I also think that these tests indicate, on the other hand, how important support for the fibromyalgia person can be. Fibromyalgia, as with other invisible diseases, has no symptoms that are easily seen (although I have been showing signs of fibromyalgia that people can “see” in this popular blog post). We look “normal” in almost constant pain, and we can discredit our chronic disease easily because of our normal appearance. Even close friends or immediate relatives of fibromyalgia people sometimes doubt that their illness is true.

When people believe our invisible pain, therefore, and try to make sure that we live with fibromyalgia as pain free as possible… well, it might not be “fixed” or “healed,” but it definitely improves our quality of life.
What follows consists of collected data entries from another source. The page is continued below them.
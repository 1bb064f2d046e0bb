//! Error types shared by the evaluator, the enumerator and the bindings.

use thiserror::Error;

/// Result type for Zernike operations
pub type ZernikeResult<T> = Result<T, ZernikeError>;

/// Errors raised while validating Zernike inputs
#[derive(Error, Debug, Clone, PartialEq, Eq)]
pub enum ZernikeError {
    /// An argument is outside the domain of the operation
    #[error("invalid parameter `{name}`: {reason}")]
    InvalidParameter { name: &'static str, reason: String },
}

impl ZernikeError {
    pub(crate) fn invalid(name: &'static str, reason: impl Into<String>) -> Self {
        ZernikeError::InvalidParameter {
            name,
            reason: reason.into(),
        }
    }
}

/// Converts a signed grid size into a sample count (`dim >= 1`).
pub(crate) fn checked_dim(dim: i64) -> ZernikeResult<usize> {
    if dim < 1 {
        return Err(ZernikeError::invalid(
            "dim",
            format!("grid size must be at least 1, got {}", dim),
        ));
    }
    usize::try_from(dim)
        .map_err(|_| ZernikeError::invalid("dim", format!("grid size {} does not fit in memory", dim)))
}

/// Converts a signed order or frequency into an unsigned one.
pub(crate) fn checked_order(name: &'static str, value: i64) -> ZernikeResult<u32> {
    if value < 0 {
        return Err(ZernikeError::invalid(
            name,
            format!("must be non-negative, got {}", value),
        ));
    }
    u32::try_from(value).map_err(|_| ZernikeError::invalid(name, format!("{} is too large", value)))
}

/// Number of `f64` elements in an array of shape `dims`, failing when the
/// count or its byte size does not fit an allocation.
pub(crate) fn checked_len(name: &'static str, dims: &[usize]) -> ZernikeResult<usize> {
    let too_large = || ZernikeError::invalid(name, format!("array of shape {:?} is too large", dims));
    let len = dims
        .iter()
        .try_fold(1usize, |acc, &d| acc.checked_mul(d))
        .ok_or_else(too_large)?;
    let bytes = len
        .checked_mul(std::mem::size_of::<f64>())
        .ok_or_else(too_large)?;
    if bytes > isize::MAX as usize {
        return Err(too_large());
    }
    Ok(len)
}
Diverse studies have found that quality social support can improve pain management and other fibromyalgia symptoms for people suffering from fibromyalgia.

As a consequence, I can’t help but smile when I hear Lady Gaga belting “The Cure” since I always remember what a wonderful supportive system I have in my life. My parents constantly cheer me on the challenges of going to grade school with a chronic disease and will hear my voices. My best friends, who are always trying to cater for my fibro-myalgia, even if they don’t really understand it. The previous friends who showed me that, regardless of chronic sicknesses, I’m still worthy and capable of love. And my fellow warriors, of course… Lady Gaga. And of course, my fellow warriors.

The Bottom Line

I don’t think I will ever know what influences “The Cure” has in combination, and I’m sure that the people have heard and translated these lyrics in a whole lot to match their own struggles in life. However, I know that I found important truths concerning love and the chronic disease in the relationship between the lyrics in the Cure and aspects of living with fibromyalgia.

And although this song may not “heal” anything for the long-term, this can certainly be an effective fix for flare-ups when I feel lonely and need to remember how much the world has to offer love, support and chronic disease solidarity. This is the perfect soundtrack of a self-loving solo dance party not to mention!

What do you think of “The Cure” by Lady Gaga? To which songs you’re lately jamming? In the comments, tell me! Tell me.